Meat Producers Collaborate
Iowa’s beef and pork producers also have been serving those in need through two programs—Pass the Pork and Beef Up Iowa—launched this past spring as part of Gov. Kim Reynolds’ Feeding Iowans Task Force.
Funded by the federal CARES Act as well as private donations, the programs are a collaborative effort involving the Iowa Department of Agriculture and Land Stewardship, meat producers, and students and staff at Iowa State University, who are helping process meat from producers who have limited processing options due to COVID-19.
Joyce Hoppes, consumer information director for the Iowa Pork Producers, says the generosity of Iowa farmers makes them some of the “unsung heroes” of the pandemic.
When Pass the Pork was started at the end of April, the goal “was to pair food-insecure Iowans with farmers who were facing challenges with the market and with the supply chain, and our farmers stepped up in huge numbers,” Hoppes says. “The project is in phases, and in the first phase alone, farmers donated 451 pigs—enough for 200,000 meals. All six food banks in Iowa received some of that pork.”
Hoppes says those involved with the program hope to see it continue. “The desire to help speaks so well of the character of our farmers; even in such a challenging time for so many of them, they welcome the opportunity to help others in need,” she says. “No matter how long we have to deal with COVID, you can count on one thing: Whatever Iowans can do to help one another, we will, and we sure won’t let others go hungry.”
4-H Youths in Action
With the motto “to make the best better,” 4-H youths have championed food insecurity issues in their hands-on projects as part of their new program for 2020, Gardening to Give. It provides weekly hands-on, research-based challenges.
“The idea is … those who participate are doing a family activity,” says Marybeth Foster, strategies and systems manager with Iowa 4-H on the Iowa State University campus. “They’re learning about gardening and donating the produce.”

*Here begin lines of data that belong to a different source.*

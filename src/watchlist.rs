//! # Watchlist
//!
//! The user's ordered list of avoided substances, and the store that
//! persists it.
//!
//! ## Ordering
//!
//! New entries are prepended, so the newest entry sits at position 0.
//! Duplicates are allowed and each occupies its own position; removal is
//! always by position.
//!
//! ## Persistence
//!
//! The whole list is stored as one JSON array of strings under a single
//! named record. Every mutation rewrites the record. A record that is
//! missing reads as an empty list; a record that cannot be decoded is an
//! error, and [`WatchlistStore::load`] turns that error into an empty list
//! rather than trying to salvage part of it.

use std::time::Instant;

use serde::{Deserialize, Serialize};
use tracing::{debug, info, warn};

use crate::errors::{AppError, AppResult};
use crate::matcher;
use crate::observability;
use crate::storage::KeyValueStore;
use crate::validation::validate_watchlist_term;

/// Record name the watchlist is stored under
pub const WATCHLIST_STORAGE_KEY: &str = "my-watchlist";

/// Ordered, newest-first list of watchlist entries
#[derive(Debug, Clone, Default, PartialEq, Eq, Serialize, Deserialize)]
#[serde(transparent)]
pub struct Watchlist {
    entries: Vec<String>,
}

impl Watchlist {
    pub fn new() -> Self {
        Self::default()
    }

    /// Wrap already-stored entries without re-validating them
    pub fn from_entries(entries: Vec<String>) -> Self {
        Self { entries }
    }

    pub fn entries(&self) -> &[String] {
        &self.entries
    }

    pub fn len(&self) -> usize {
        self.entries.len()
    }

    pub fn is_empty(&self) -> bool {
        self.entries.is_empty()
    }

    /// Add a term at the front of the list.
    ///
    /// The term is trimmed; empty or over-long input is rejected and leaves
    /// the list unchanged. Returns the entry as stored.
    pub fn add(&mut self, term: &str) -> AppResult<&str> {
        let trimmed = validate_watchlist_term(term).map_err(|reason| {
            AppError::Validation(format!("watchlist term rejected: {}", reason))
        })?;

        self.entries.insert(0, trimmed.to_string());
        Ok(&self.entries[0])
    }

    /// Remove the entry at `index` (0-based) and return it
    pub fn remove(&mut self, index: usize) -> AppResult<String> {
        if index >= self.entries.len() {
            return Err(AppError::Validation(format!(
                "position {} is out of range for a watchlist of {} entries",
                index + 1,
                self.entries.len()
            )));
        }
        Ok(self.entries.remove(index))
    }

    /// Watchlist entries found in `ingredients_text`, in list order
    pub fn find_in(&self, ingredients_text: &str) -> Vec<String> {
        matcher::find_matches(ingredients_text, &self.entries)
    }
}

/// Encode a watchlist as the JSON document that gets persisted
pub fn encode_watchlist(entries: &[String]) -> AppResult<String> {
    Ok(serde_json::to_string(entries)?)
}

/// Decode a persisted JSON document back into entries.
///
/// Anything other than an array of strings is rejected whole.
pub fn decode_watchlist(raw: &str) -> AppResult<Vec<String>> {
    Ok(serde_json::from_str::<Vec<String>>(raw)?)
}

/// Loads and saves a [`Watchlist`] through a [`KeyValueStore`]
#[derive(Debug, Clone)]
pub struct WatchlistStore<S> {
    store: S,
    key: String,
}

impl<S: KeyValueStore> WatchlistStore<S> {
    /// Store under the default record name
    pub fn new(store: S) -> Self {
        Self::with_key(store, WATCHLIST_STORAGE_KEY)
    }

    pub fn with_key(store: S, key: impl Into<String>) -> Self {
        Self {
            store,
            key: key.into(),
        }
    }

    pub fn key(&self) -> &str {
        &self.key
    }

    /// Load the watchlist, reporting read and decode failures
    pub async fn try_load(&self) -> AppResult<Watchlist> {
        let start = Instant::now();
        let result = match self.store.get_item(&self.key).await {
            Ok(Some(raw)) => decode_watchlist(&raw).map(Watchlist::from_entries),
            Ok(None) => Ok(Watchlist::new()),
            Err(e) => Err(e),
        };
        observability::record_store_metrics("load", result.is_ok(), start.elapsed());

        if let Ok(watchlist) = &result {
            debug!(key = %self.key, entries = watchlist.len(), "Watchlist loaded");
        }
        result
    }

    /// Load the watchlist, treating any failure as an empty list
    pub async fn load(&self) -> Watchlist {
        match self.try_load().await {
            Ok(watchlist) => watchlist,
            Err(e) => {
                warn!(key = %self.key, error = %e, "Failed to load watchlist, starting empty");
                Watchlist::new()
            }
        }
    }

    /// Overwrite the stored watchlist with `watchlist`
    pub async fn save(&self, watchlist: &Watchlist) -> AppResult<()> {
        let start = Instant::now();
        let result = match encode_watchlist(watchlist.entries()) {
            Ok(encoded) => self.store.set_item(&self.key, &encoded).await,
            Err(e) => Err(e),
        };
        observability::record_store_metrics("save", result.is_ok(), start.elapsed());

        if result.is_ok() {
            info!(key = %self.key, entries = watchlist.len(), "Watchlist saved");
        }
        result
    }
}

Foster notes 4-H groups throughout the state are working on myriad food-related projects. Some 4-H’ers raise poultry to donate eggs and participate in beekeeping to produce honey; others grow gardens and raise funds to fuel food banks; additional groups offer thank-you baskets to farmers.

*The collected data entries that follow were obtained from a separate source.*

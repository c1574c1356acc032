use watchlist_scanner::localization::{create_localization_manager, detect_language, t_args_lang, t_lang};

#[cfg(test)]
mod tests {
    use super::*;

    #[test]
    fn test_english_and_french_bundles_load() {
        let manager = create_localization_manager().expect("Failed to create localization manager");
        assert!(manager.is_language_supported("en"));
        assert!(manager.is_language_supported("fr"));
        assert!(!manager.is_language_supported("de"));
    }

    #[test]
    fn test_language_detection_falls_back_to_english() {
        let manager = create_localization_manager().unwrap();
        assert_eq!(detect_language(&manager, Some("fr-FR")), "fr");
        assert_eq!(detect_language(&manager, Some("de")), "en");
        assert_eq!(detect_language(&manager, None), "en");
    }

    #[test]
    fn test_messages_with_arguments() {
        let manager = create_localization_manager().unwrap();
        assert_eq!(
            t_args_lang(&manager, "add-success", &[("term", "Palm Oil")], Some("en")),
            "Added \"Palm Oil\" to your watchlist."
        );
        assert_eq!(
            t_args_lang(&manager, "result-found", &[("items", "Sugar, MSG")], Some("en")),
            "Found: Sugar, MSG"
        );
    }

    #[test]
    fn test_every_english_key_exists_in_french() {
        let manager = create_localization_manager().unwrap();
        let keys = [
            "welcome-title",
            "help-title",
            "watchlist-empty",
            "add-prompt",
            "add-alias-note",
            "remove-button-expired",
            "remove-usage",
            "scan-busy",
            "scan-not-found",
            "scan-error",
            "result-all-clear-title",
            "nova-unknown",
            "error-load-watchlist",
            "error-save-watchlist",
            "unsupported-message",
        ];
        for key in keys {
            let fr = t_lang(&manager, key, Some("fr"));
            assert!(!fr.starts_with("Missing"), "missing French message: {key}");
            assert_ne!(fr, t_lang(&manager, key, Some("en")), "untranslated: {key}");
        }
    }

    #[test]
    fn test_missing_key_fallback() {
        let manager = create_localization_manager().unwrap();
        assert_eq!(t_lang(&manager, "no-such-key", None), "Missing translation: no-such-key");
    }
}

Nicci Supple, a 4-H leader in Hopkinton, said her group helped supplement the local food pantry with fresh produce and nonperishable foods in mid-August after the derecho. She says 4-H projects naturally lend themselves to helping those in need, as community involvement is a focus of the program.
“Training young leaders is all about helping them recognize and respond to those in need,” she says. “With COVID and the derecho, they are seeing greater need than ever. Keeping others in our community from going hungry should be a responsibility we all share.”